TASK : 4 -  Experience Analytics

In [None]:
raw_df.isna().sum()

In [None]:
# Aggregate the average TCP retransmission per customer
customer_avg_retransmission = raw_df.groupby('MSISDN/Number')['TCP DL Retrans. Vol (Bytes)'].mean()

# Print the aggregated information
print(customer_avg_retransmission)

In [None]:
# Aggregate the average RTT per customer
customer_avg_rtt = raw_df.groupby('MSISDN/Number')['Avg RTT DL (ms)'].mean()

# Print the aggregated information
print(customer_avg_rtt)

In [None]:
# Aggregate the handset type per customer
customer_handset_type = raw_df.groupby('MSISDN/Number')['Handset Type'].first()

# Print the aggregated information
print(customer_handset_type)

In [None]:
# Aggregate the average throughput per customer
customer_avg_throughput = raw_df.groupby('MSISDN/Number')['Avg Bearer TP DL (kbps)'].mean()

# Print the aggregated information
print(customer_avg_throughput)

In [None]:
#the top, bottom, and most frequent TCP values 
# Compute the top 10 TCP values
top_tcp_values = raw_df['TCP DL Retrans. Vol (Bytes)'].nlargest(10)
print("Top 10 TCP Values:")
print(top_tcp_values)

# Compute the bottom 10 TCP values
bottom_tcp_values = raw_df['TCP DL Retrans. Vol (Bytes)'].nsmallest(10)
print("\nBottom 10 TCP Values:")
print(bottom_tcp_values)

# Compute the most frequent TCP values
most_frequent_tcp_values = raw_df['TCP DL Retrans. Vol (Bytes)'].value_counts().head(10)
print("\nMost Frequent TCP Values:")
print(most_frequent_tcp_values)

In [None]:
#the top, bottom, and most frequent RTT values
# Compute the top 10 RTT values
top_rtt_values = raw_df['Avg RTT DL (ms)'].nlargest(10)
print("Top 10 RTT Values:")
print(top_rtt_values)

# Compute the bottom 10 RTT values
bottom_rtt_values = raw_df['Avg RTT DL (ms)'].nsmallest(10)
print("\nBottom 10 RTT Values:")
print(bottom_rtt_values)

# Compute the most frequent RTT values
most_frequent_rtt_values = raw_df['Avg RTT DL (ms)'].value_counts().head(10)
print("\nMost Frequent RTT Values:")
print(most_frequent_rtt_values)

In [None]:
#the top, bottom, and most frequent throughput values
# Compute the top 10 throughput values
top_throughput_values = raw_df['Avg Bearer TP DL (kbps)'].nlargest(10)
print("Top 10 Throughput Values:")
print(top_throughput_values)

# Compute the bottom 10 throughput values
bottom_throughput_values = raw_df['Avg Bearer TP DL (kbps)'].nsmallest(10)
print("\nBottom 10 Throughput Values:")
print(bottom_throughput_values)

# Compute the most frequent throughput values
most_frequent_throughput_values = raw_df['Avg Bearer TP DL (kbps)'].value_counts().head(10)
print("\nMost Frequent Throughput Values:")
print(most_frequent_throughput_values)

In [None]:
#compute the distribution of the average throughput per handset type

# Group the data by handset type and calculate the mean throughput
grouped_df = raw_df.groupby('Handset Type')['Avg Bearer TP DL (kbps)'].mean()

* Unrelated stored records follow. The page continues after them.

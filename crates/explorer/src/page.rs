//! Declarative filtering and pagination over projected collections.
//!
//! Operates only on already-projected, in-memory collections; nothing here touches the
//! document or the network. Every list tool runs filter-then-paginate, in that order, so
//! `total_count` and the navigation metadata always describe the filtered population.

use crate::error::{ExplorerError, Result};
use crate::projection::{Endpoint, Model, is_http_method};

/// Hard ceiling on `page_size`; larger values are rejected, not clamped.
pub const MAX_PAGE_SIZE: usize = 100;

/// Page size used when the caller does not specify one.
pub const DEFAULT_PAGE_SIZE: usize = 50;

/// 1-based pagination parameters, validated on construction.
#[derive(Debug, Clone, Copy, PartialEq, Eq)]
pub struct PaginationParams {
    page: usize,
    page_size: usize,
}

impl Default for PaginationParams {
    fn default() -> Self {
        Self {
            page: 1,
            page_size: DEFAULT_PAGE_SIZE,
        }
    }
}

impl PaginationParams {
    /// # Errors
    ///
    /// Returns [`ExplorerError::Validation`] when `page < 1` or `page_size` is outside
    /// `1..=100`.
    pub fn new(page: usize, page_size: usize) -> Result<Self> {
        if page < 1 {
            return Err(ExplorerError::Validation(
                "page must be >= 1".to_string(),
            ));
        }
        if page_size < 1 {
            return Err(ExplorerError::Validation(
                "page_size must be >= 1".to_string(),
            ));
        }
        if page_size > MAX_PAGE_SIZE {
            return Err(ExplorerError::Validation(format!(
                "page_size cannot exceed {MAX_PAGE_SIZE}"
            )));
        }
        Ok(Self { page, page_size })
    }

    #[must_use]
    pub fn page(&self) -> usize {
        self.page
    }

    #[must_use]
    pub fn page_size(&self) -> usize {
        self.page_size
    }

    #[must_use]
    pub fn offset(&self) -> usize {
        (self.page - 1) * self.page_size
    }
}

/// One page of an already-filtered collection, with navigation metadata.
#[derive(Debug, Clone)]
pub struct Paginated<T> {
    pub items: Vec<T>,
    /// Pre-slice, post-filter count.
    pub total_count: usize,
    pub page: usize,
    pub page_size: usize,
    pub total_pages: usize,
    pub has_next: bool,
    pub has_previous: bool,
}

impl<T> Paginated<T> {
    /// Slice a filtered collection into one page. The offset is clamped to the
    /// collection bounds, so an out-of-range page yields an empty page, never an error.
    #[must_use]
    pub fn slice(items: Vec<T>, params: PaginationParams) -> Self {
        let total_count = items.len();
        let total_pages = total_count.div_ceil(params.page_size());
        let offset = params.offset().min(total_count);
        let end = (offset + params.page_size()).min(total_count);
        let items: Vec<T> = items
            .into_iter()
            .skip(offset)
            .take(end - offset)
            .collect();

        Self {
            items,
            total_count,
            page: params.page(),
            page_size: params.page_size(),
            total_pages,
            has_next: params.page() < total_pages,
            has_previous: params.page() > 1,
        }
    }

    /// Navigation text: the 1-based inclusive item range, plus page position and
    /// Previous/Next hints when more than one page exists.
    #[must_use]
    pub fn format_navigation(&self) -> String {
        let start = (self.page - 1) * self.page_size + 1;
        let end = (self.page * self.page_size).min(self.total_count);

        let mut out = format!("Results: {start}-{end} of {}", self.total_count);
        if self.total_pages > 1 {
            out.push_str(&format!(" (Page {} of {})", self.page, self.total_pages));
            out.push_str("\n\nNavigation:");
            if self.has_previous {
                out.push_str(&format!("\n- Previous: Page {}", self.page - 1));
            }
            if self.has_next {
                out.push_str(&format!("\n- Next: Page {}", self.page + 1));
            }
            out.push_str("\n- Use 'page' parameter to navigate");
        }
        out
    }
}

/// AND-combination of independent endpoint predicates; absent fields are vacuously true.
#[derive(Debug, Clone, Default)]
pub struct EndpointFilter {
    methods: Option<Vec<String>>,
    tags_include: Option<Vec<String>>,
    tags_exclude: Option<Vec<String>>,
    has_authentication: Option<bool>,
    deprecated: Option<bool>,
}

impl EndpointFilter {
    /// # Errors
    ///
    /// Returns [`ExplorerError::Validation`] when any entry in `methods` is not one of
    /// the seven standard HTTP verbs; a single invalid entry rejects the whole filter.
    pub fn new(
        methods: Option<Vec<String>>,
        tags_include: Option<Vec<String>>,
        tags_exclude: Option<Vec<String>>,
        has_authentication: Option<bool>,
        deprecated: Option<bool>,
    ) -> Result<Self> {
        let methods = match methods {
            Some(methods) => Some(normalize_methods(methods)?),
            None => None,
        };
        Ok(Self {
            methods,
            tags_include,
            tags_exclude,
            has_authentication,
            deprecated,
        })
    }

    #[must_use]
    pub fn matches(&self, endpoint: &Endpoint) -> bool {
        if let Some(methods) = &self.methods {
            if !methods.iter().any(|m| *m == endpoint.method) {
                return false;
            }
        }
        if let Some(include) = &self.tags_include {
            if !include.iter().any(|t| endpoint.tags.contains(t)) {
                return false;
            }
        }
        if let Some(exclude) = &self.tags_exclude {
            if exclude.iter().any(|t| endpoint.tags.contains(t)) {
                return false;
            }
        }
        if let Some(has_authentication) = self.has_authentication {
            if endpoint.has_authentication != has_authentication {
                return false;
            }
        }
        if let Some(deprecated) = self.deprecated {
            if endpoint.deprecated != deprecated {
                return false;
            }
        }
        true
    }

    #[must_use]
    pub fn apply(&self, endpoints: Vec<Endpoint>) -> Vec<Endpoint> {
        endpoints.into_iter().filter(|e| self.matches(e)).collect()
    }

    /// Applied-filters block for display; empty string when no predicate is set.
    #[must_use]
    pub fn format_display(&self) -> String {
        let mut filters = Vec::new();
        if let Some(methods) = &self.methods {
            filters.push(format!("Methods: {}", methods.join(", ")));
        }
        if let Some(include) = &self.tags_include {
            filters.push(format!("Tags Include: [{}]", include.join(", ")));
        }
        if let Some(exclude) = &self.tags_exclude {
            filters.push(format!("Tags Exclude: [{}]", exclude.join(", ")));
        }
        if let Some(has_authentication) = self.has_authentication {
            filters.push(format!("Has Authentication: {has_authentication}"));
        }
        if let Some(deprecated) = self.deprecated {
            filters.push(format!("Deprecated: {deprecated}"));
        }
        render_filters(&filters)
    }
}

/// AND-combination of independent model predicates; absent fields are vacuously true.
#[derive(Debug, Clone, Default)]
pub struct ModelFilter {
    types: Option<Vec<String>>,
    min_properties: Option<usize>,
    max_properties: Option<usize>,
    has_required_fields: Option<bool>,
    tags_include: Option<Vec<String>>,
    tags_exclude: Option<Vec<String>>,
}

impl ModelFilter {
    /// # Errors
    ///
    /// Returns [`ExplorerError::Validation`] when `max_properties < min_properties`.
    pub fn new(
        types: Option<Vec<String>>,
        min_properties: Option<usize>,
        max_properties: Option<usize>,
        has_required_fields: Option<bool>,
        tags_include: Option<Vec<String>>,
        tags_exclude: Option<Vec<String>>,
    ) -> Result<Self> {
        if let (Some(min), Some(max)) = (min_properties, max_properties) {
            if max < min {
                return Err(ExplorerError::Validation(
                    "max_properties cannot be less than min_properties".to_string(),
                ));
            }
        }
        Ok(Self {
            types,
            min_properties,
            max_properties,
            has_required_fields,
            tags_include,
            tags_exclude,
        })
    }

    #[must_use]
    pub fn matches(&self, model: &Model) -> bool {
        if let Some(types) = &self.types {
            if !types.iter().any(|t| *t == model.model_type) {
                return false;
            }
        }
        if let Some(min) = self.min_properties {
            if model.property_count() < min {
                return false;
            }
        }
        if let Some(max) = self.max_properties {
            if model.property_count() > max {
                return false;
            }
        }
        if let Some(has_required_fields) = self.has_required_fields {
            if (model.required_count() > 0) != has_required_fields {
                return false;
            }
        }
        if let Some(include) = &self.tags_include {
            if !include.iter().any(|t| model.tags.contains(t)) {
                return false;
            }
        }
        if let Some(exclude) = &self.tags_exclude {
            if exclude.iter().any(|t| model.tags.contains(t)) {
                return false;
            }
        }
        true
    }

    #[must_use]
    pub fn apply(&self, models: Vec<Model>) -> Vec<Model> {
        models.into_iter().filter(|m| self.matches(m)).collect()
    }

    /// Applied-filters block for display; empty string when no predicate is set.
    #[must_use]
    pub fn format_display(&self) -> String {
        let mut filters = Vec::new();
        if let Some(types) = &self.types {
            filters.push(format!("Types: {}", types.join(", ")));
        }
        if let Some(min) = self.min_properties {
            filters.push(format!("Min Properties: {min}"));
        }
        if let Some(max) = self.max_properties {
            filters.push(format!("Max Properties: {max}"));
        }
        if let Some(has_required_fields) = self.has_required_fields {
            filters.push(format!("Has Required Fields: {has_required_fields}"));
        }
        if let Some(include) = &self.tags_include {
            filters.push(format!("Tags Include: [{}]", include.join(", ")));
        }
        if let Some(exclude) = &self.tags_exclude {
            filters.push(format!("Tags Exclude: [{}]", exclude.join(", ")));
        }
        render_filters(&filters)
    }
}

fn render_filters(filters: &[String]) -> String {
    if filters.is_empty() {
        return String::new();
    }
    let lines: Vec<String> = filters.iter().map(|f| format!("- {f}")).collect();
    format!("Applied Filters:\n{}", lines.join("\n"))
}

fn normalize_methods(methods: Vec<String>) -> Result<Vec<String>> {
    let invalid: Vec<String> = methods
        .iter()
        .filter(|m| !is_http_method(m))
        .cloned()
        .collect();
    if !invalid.is_empty() {
        return Err(ExplorerError::Validation(format!(
            "Invalid HTTP methods: [{}]",
            invalid.join(", ")
        )));
    }
    Ok(methods
        .into_iter()
        .map(|m| m.to_ascii_uppercase())
        .collect())
}

/// Free-text search over endpoints: a special-case filter applied before pagination.
#[must_use]
pub fn search_endpoints(endpoints: Vec<Endpoint>, query: &str) -> Vec<Endpoint> {
    endpoints
        .into_iter()
        .filter(|e| e.matches_query(query))
        .collect()
}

# Report the distribution of the average throughput per handset type
print("Distribution of Average Throughput per Handset Type:")
print(grouped_df)

In [None]:
#compute the average TCP retransmission view per handset type
# Group the data by handset type and calculate the mean TCP retransmission view
grouped_df = raw_df.groupby('Handset Type')['TCP DL Retrans. Vol (Bytes)'].mean()

# Report the average TCP retransmission view per handset type
print("Average TCP Retransmission View per Handset Type:")
print(grouped_df)

In [None]:
#A k-means clustering (where k = 3) to segment users into groups

# Select the relevant experience metrics for clustering
selected_columns = ['Avg RTT DL (ms)', 'Avg RTT UL (ms)', 'Avg Bearer TP DL (kbps)', 'Avg Bearer TP UL (kbps)',
                    'TCP DL Retrans. Vol (Bytes)', 'TCP UL Retrans. Vol (Bytes)']

# Create a new DataFrame with the selected columns
metrics_df = raw_df[selected_columns]

# Perform feature scaling
scaler = StandardScaler()
scaled_metrics = scaler.fit_transform(metrics_df)

# Set the number of clusters (k)
k = 3

# Apply k-means clustering
kmeans = KMeans(n_clusters=k, random_state=42)
kmeans.fit(scaled_metrics)

# Get the cluster labels assigned to each data point
cluster_labels = kmeans.labels_

# Add the cluster labels to the original DataFrame
raw_df['Cluster'] = cluster_labels

# Define cluster descriptions based on your understanding of the data
cluster_descriptions = {
    0: "Cluster with high RTT, high average bearer throughput, and high TCP retransmission",
    1: "Cluster with moderate RTT, average bearer throughput, and TCP retransmission",
    2: "Cluster with low RTT, low average bearer throughput, and low TCP retransmission"
}

# Print the count of users in each cluster
print("Cluster Counts:")
print(raw_df['Cluster'].value_counts())

# Print the description of each cluster
print("\nCluster Descriptions:")
for cluster, description in cluster_descriptions.items():
    print(f"Cluster {cluster}: {description}")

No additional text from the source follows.